Stored items:
┌──

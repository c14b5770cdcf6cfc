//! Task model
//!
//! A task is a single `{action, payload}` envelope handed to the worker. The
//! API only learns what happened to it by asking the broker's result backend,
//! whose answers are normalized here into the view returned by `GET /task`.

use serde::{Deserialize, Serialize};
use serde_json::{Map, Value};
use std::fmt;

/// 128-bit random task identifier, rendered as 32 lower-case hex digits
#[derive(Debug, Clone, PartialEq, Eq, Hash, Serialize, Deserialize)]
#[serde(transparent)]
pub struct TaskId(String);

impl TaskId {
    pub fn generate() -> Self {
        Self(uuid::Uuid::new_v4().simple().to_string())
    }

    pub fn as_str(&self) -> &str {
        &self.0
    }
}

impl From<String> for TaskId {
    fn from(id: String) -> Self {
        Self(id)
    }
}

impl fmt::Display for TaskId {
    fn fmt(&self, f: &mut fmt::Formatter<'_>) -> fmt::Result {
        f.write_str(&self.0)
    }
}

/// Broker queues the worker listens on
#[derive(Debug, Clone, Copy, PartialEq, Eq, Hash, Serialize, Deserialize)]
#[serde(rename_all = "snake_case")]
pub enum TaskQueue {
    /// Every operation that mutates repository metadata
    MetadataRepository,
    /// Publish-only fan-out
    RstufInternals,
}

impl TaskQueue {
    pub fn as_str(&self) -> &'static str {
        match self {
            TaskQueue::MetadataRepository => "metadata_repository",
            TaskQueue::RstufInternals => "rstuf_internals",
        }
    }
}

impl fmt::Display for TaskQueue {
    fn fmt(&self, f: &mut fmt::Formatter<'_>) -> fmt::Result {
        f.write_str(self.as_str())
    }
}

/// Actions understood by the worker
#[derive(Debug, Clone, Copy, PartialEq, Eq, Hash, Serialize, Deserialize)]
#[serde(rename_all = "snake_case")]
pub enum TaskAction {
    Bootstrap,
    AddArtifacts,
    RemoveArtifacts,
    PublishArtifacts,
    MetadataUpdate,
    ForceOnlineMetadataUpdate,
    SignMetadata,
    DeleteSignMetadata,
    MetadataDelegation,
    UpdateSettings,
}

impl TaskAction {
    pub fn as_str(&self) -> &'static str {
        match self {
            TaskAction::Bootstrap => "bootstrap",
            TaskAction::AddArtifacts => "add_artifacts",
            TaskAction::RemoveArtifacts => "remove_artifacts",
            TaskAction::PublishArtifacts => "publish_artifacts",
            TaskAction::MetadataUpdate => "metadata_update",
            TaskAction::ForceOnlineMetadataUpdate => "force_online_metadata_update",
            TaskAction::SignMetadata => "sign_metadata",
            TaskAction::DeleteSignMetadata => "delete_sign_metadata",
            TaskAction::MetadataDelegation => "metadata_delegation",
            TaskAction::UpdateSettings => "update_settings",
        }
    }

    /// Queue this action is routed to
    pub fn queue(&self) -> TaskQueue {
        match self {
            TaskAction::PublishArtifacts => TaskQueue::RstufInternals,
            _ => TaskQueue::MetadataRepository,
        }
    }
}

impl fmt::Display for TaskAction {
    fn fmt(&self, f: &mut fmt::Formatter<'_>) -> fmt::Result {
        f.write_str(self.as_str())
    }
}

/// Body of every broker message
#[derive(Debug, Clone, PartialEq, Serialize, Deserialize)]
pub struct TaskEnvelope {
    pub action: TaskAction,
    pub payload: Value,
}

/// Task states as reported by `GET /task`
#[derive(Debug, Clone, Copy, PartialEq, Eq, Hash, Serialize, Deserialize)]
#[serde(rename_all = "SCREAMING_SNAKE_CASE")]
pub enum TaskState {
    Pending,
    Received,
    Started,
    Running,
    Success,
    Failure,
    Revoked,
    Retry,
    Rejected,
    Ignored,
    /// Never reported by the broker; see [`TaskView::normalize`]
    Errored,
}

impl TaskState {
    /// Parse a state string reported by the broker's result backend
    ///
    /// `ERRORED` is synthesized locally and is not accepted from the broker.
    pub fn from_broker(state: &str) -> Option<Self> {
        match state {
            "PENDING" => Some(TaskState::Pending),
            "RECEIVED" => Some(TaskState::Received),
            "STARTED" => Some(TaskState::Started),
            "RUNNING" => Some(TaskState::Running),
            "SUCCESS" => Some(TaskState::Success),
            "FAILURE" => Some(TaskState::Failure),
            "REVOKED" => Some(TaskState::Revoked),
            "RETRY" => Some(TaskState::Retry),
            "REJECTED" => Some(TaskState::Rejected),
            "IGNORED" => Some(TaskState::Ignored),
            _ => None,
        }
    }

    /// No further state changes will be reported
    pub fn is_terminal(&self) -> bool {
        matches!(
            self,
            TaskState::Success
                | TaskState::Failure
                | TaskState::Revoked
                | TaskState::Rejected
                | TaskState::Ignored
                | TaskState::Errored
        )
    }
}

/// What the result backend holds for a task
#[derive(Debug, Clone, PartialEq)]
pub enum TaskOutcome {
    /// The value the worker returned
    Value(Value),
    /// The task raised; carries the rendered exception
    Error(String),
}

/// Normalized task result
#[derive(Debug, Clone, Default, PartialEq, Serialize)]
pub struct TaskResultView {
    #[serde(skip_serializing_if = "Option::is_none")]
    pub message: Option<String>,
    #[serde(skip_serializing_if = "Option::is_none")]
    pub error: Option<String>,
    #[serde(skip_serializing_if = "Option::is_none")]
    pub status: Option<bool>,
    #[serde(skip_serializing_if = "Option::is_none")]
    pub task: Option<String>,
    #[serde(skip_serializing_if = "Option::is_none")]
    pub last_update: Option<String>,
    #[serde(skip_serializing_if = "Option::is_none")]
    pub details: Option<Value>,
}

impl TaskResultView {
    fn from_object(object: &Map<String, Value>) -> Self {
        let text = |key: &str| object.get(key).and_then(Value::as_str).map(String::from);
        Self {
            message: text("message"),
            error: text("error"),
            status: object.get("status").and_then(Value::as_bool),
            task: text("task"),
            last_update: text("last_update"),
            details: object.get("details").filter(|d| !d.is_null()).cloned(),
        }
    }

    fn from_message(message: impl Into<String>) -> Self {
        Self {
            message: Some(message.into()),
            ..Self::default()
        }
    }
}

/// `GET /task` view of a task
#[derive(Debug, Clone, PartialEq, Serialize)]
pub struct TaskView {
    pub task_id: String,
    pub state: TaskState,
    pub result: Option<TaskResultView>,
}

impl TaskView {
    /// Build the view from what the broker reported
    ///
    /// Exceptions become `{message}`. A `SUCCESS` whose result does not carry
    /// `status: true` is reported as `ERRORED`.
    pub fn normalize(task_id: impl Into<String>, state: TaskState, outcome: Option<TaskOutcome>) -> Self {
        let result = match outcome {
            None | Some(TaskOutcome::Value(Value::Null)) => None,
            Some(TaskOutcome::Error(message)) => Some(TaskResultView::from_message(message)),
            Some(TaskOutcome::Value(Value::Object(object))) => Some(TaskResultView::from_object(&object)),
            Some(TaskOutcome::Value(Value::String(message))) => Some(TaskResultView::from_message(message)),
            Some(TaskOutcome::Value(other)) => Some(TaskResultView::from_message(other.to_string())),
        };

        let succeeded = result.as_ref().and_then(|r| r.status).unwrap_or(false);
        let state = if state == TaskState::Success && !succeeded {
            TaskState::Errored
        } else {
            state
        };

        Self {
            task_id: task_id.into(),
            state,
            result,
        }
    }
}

└──

Work instructions: Copy exactly the stretch of data above from the line with "lower-case hex digits" through the line with "impl fmt::Display for TaskQueue", and omit all other lines.

Task result:
/// 128-bit random task identifier, rendered as 32 lower-case hex digits
#[derive(Debug, Clone, PartialEq, Eq, Hash, Serialize, Deserialize)]
#[serde(transparent)]
pub struct TaskId(String);

impl TaskId {
    pub fn generate() -> Self {
        Self(uuid::Uuid::new_v4().simple().to_string())
    }

    pub fn as_str(&self) -> &str {
        &self.0
    }
}

impl From<String> for TaskId {
    fn from(id: String) -> Self {
        Self(id)
    }
}

impl fmt::Display for TaskId {
    fn fmt(&self, f: &mut fmt::Formatter<'_>) -> fmt::Result {
        f.write_str(&self.0)
    }
}

/// Broker queues the worker listens on
#[derive(Debug, Clone, Copy, PartialEq, Eq, Hash, Serialize, Deserialize)]
#[serde(rename_all = "snake_case")]
pub enum TaskQueue {
    /// Every operation that mutates repository metadata
    MetadataRepository,
    /// Publish-only fan-out
    RstufInternals,
}

impl TaskQueue {
    pub fn as_str(&self) -> &'static str {
        match self {
            TaskQueue::MetadataRepository => "metadata_repository",
            TaskQueue::RstufInternals => "rstuf_internals",
        }
    }
}

impl fmt::Display for TaskQueue {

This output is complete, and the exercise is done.